# Exercise objective:
For the word "false", return each line of the data in which it occurs.

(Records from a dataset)

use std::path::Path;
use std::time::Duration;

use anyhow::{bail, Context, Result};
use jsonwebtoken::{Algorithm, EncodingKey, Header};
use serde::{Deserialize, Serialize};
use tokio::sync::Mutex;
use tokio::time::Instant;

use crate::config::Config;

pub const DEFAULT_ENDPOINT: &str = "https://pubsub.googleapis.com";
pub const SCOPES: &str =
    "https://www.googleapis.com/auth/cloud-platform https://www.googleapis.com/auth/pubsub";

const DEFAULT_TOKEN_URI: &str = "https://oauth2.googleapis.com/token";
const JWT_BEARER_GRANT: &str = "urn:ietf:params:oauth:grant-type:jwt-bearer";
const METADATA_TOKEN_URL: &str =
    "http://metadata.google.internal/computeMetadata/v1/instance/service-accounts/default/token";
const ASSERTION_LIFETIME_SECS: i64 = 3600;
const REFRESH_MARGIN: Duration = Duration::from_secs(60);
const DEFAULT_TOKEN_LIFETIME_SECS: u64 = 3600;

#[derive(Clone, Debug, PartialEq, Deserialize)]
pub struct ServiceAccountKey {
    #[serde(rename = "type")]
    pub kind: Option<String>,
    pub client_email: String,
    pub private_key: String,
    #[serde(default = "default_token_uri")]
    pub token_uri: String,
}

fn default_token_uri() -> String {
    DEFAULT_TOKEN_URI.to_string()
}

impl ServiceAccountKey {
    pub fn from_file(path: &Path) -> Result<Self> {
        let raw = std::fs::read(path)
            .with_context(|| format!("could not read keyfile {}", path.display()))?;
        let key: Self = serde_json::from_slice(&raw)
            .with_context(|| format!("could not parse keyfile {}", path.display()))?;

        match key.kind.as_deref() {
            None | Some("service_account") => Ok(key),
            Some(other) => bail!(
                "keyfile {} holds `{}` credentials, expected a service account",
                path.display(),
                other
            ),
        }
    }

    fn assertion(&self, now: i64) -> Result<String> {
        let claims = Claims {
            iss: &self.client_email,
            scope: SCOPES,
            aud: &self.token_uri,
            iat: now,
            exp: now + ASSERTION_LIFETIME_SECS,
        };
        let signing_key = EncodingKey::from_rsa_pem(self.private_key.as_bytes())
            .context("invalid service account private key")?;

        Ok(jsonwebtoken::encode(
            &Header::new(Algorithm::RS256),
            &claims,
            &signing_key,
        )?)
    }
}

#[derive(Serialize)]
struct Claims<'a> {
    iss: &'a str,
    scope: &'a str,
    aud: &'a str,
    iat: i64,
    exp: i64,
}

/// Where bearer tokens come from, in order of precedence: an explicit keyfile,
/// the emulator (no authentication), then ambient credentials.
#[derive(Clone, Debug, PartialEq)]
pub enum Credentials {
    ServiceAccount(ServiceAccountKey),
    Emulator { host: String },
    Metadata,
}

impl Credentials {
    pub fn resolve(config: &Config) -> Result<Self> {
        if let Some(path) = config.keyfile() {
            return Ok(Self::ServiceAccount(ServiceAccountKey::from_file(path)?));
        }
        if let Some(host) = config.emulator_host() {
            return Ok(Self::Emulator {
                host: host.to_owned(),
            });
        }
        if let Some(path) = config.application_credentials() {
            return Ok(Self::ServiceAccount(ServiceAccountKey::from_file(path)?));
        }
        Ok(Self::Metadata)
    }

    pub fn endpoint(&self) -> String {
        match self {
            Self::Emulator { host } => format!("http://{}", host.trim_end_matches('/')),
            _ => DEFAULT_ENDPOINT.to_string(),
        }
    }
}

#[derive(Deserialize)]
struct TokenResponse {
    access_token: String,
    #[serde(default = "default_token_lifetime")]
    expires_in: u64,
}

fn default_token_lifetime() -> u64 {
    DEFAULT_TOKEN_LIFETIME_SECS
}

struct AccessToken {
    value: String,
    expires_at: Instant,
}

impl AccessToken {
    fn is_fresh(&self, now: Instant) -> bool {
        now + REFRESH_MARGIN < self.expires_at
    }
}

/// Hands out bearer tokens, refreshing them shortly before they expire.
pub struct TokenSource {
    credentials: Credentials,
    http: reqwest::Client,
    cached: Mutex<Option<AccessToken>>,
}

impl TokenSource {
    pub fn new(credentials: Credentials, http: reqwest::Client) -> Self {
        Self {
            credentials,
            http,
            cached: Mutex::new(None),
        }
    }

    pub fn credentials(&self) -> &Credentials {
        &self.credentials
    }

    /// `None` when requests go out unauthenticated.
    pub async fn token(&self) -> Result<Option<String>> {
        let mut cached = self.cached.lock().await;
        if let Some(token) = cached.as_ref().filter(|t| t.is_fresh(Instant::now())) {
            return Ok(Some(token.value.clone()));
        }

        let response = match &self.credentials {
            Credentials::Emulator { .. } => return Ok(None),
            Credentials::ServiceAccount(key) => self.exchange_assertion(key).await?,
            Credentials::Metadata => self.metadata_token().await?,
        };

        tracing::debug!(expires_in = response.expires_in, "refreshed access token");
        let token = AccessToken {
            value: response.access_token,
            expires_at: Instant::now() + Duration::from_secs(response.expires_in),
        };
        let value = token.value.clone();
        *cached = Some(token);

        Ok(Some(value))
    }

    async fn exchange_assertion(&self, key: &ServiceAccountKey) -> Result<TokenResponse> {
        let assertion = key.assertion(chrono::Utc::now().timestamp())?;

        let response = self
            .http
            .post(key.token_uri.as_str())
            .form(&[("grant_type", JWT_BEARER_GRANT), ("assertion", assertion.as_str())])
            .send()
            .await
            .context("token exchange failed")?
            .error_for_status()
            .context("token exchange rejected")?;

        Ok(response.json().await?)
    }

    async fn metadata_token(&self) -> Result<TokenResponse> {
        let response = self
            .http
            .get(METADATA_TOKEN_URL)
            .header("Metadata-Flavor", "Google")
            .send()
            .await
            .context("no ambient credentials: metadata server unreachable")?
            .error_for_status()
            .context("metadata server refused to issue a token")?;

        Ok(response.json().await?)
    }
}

...

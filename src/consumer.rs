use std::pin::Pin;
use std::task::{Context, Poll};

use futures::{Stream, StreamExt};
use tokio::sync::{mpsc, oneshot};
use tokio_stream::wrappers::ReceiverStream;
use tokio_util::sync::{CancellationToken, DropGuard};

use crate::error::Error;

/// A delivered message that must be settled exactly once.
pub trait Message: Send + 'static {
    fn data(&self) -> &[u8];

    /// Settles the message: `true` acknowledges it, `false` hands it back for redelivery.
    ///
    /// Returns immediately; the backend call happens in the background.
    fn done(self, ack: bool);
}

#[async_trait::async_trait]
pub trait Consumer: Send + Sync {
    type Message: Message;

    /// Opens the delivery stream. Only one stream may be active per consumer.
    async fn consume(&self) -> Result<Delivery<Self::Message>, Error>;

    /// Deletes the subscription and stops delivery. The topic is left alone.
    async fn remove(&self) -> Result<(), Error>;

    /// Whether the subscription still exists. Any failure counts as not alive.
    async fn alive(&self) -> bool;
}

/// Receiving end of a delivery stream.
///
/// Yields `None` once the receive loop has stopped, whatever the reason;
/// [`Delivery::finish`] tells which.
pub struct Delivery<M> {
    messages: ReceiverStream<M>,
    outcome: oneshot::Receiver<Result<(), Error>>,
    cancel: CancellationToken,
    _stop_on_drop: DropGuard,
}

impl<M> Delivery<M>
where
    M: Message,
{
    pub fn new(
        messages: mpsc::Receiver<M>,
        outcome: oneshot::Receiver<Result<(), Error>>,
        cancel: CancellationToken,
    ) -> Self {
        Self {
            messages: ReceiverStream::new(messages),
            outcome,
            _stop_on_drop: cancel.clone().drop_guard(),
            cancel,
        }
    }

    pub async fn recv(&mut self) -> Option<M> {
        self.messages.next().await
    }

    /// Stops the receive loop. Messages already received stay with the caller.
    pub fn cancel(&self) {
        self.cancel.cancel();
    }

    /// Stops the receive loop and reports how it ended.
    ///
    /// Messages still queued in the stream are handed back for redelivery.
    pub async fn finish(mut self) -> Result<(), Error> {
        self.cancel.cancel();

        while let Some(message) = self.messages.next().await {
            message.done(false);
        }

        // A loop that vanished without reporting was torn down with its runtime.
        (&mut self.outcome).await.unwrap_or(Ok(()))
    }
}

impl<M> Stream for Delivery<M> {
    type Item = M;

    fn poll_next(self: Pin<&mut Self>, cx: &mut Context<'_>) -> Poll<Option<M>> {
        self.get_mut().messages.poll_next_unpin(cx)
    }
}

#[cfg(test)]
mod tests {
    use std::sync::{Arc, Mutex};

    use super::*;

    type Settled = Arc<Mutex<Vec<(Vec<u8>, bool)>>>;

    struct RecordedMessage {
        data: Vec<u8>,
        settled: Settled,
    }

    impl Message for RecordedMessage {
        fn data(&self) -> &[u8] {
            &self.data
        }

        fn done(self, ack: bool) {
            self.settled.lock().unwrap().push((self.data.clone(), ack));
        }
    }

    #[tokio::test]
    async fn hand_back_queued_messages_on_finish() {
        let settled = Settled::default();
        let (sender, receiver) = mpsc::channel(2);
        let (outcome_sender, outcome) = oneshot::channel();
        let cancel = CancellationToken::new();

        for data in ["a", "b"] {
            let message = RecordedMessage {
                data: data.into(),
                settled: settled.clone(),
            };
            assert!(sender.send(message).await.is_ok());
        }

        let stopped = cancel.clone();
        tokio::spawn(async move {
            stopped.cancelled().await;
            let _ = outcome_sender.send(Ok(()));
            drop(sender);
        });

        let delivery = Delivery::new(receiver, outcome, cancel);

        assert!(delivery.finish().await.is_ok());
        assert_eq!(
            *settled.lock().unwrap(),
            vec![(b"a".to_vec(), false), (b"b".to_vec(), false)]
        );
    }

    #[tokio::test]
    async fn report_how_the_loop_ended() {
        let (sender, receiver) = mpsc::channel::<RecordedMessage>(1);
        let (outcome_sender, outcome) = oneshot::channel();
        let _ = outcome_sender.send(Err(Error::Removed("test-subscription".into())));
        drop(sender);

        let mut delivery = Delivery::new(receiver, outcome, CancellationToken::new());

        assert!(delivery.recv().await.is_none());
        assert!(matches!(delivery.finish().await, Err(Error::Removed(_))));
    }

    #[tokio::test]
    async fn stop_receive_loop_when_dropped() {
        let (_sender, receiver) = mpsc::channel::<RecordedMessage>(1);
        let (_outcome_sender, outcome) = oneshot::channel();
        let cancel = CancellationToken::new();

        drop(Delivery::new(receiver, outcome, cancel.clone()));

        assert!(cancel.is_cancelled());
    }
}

* * *

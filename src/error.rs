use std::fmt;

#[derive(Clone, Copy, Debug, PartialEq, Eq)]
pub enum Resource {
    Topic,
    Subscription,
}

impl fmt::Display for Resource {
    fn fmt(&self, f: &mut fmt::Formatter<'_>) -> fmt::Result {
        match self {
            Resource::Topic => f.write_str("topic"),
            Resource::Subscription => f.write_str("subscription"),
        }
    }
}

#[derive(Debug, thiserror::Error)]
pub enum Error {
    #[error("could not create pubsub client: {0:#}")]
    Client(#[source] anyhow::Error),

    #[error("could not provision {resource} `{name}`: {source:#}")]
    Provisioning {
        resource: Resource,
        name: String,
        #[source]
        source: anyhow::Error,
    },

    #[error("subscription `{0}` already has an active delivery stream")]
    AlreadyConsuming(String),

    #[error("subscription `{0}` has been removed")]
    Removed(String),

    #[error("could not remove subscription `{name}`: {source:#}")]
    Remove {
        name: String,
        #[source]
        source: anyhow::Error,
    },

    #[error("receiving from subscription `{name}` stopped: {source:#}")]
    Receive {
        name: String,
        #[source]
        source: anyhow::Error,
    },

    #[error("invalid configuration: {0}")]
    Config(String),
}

# Answer section:
    /// Settles the message: `true` acknowledges it, `false` hands it back for redelivery.
            message.done(false);
            vec![(b"a".to_vec(), false), (b"b".to_vec(), false)]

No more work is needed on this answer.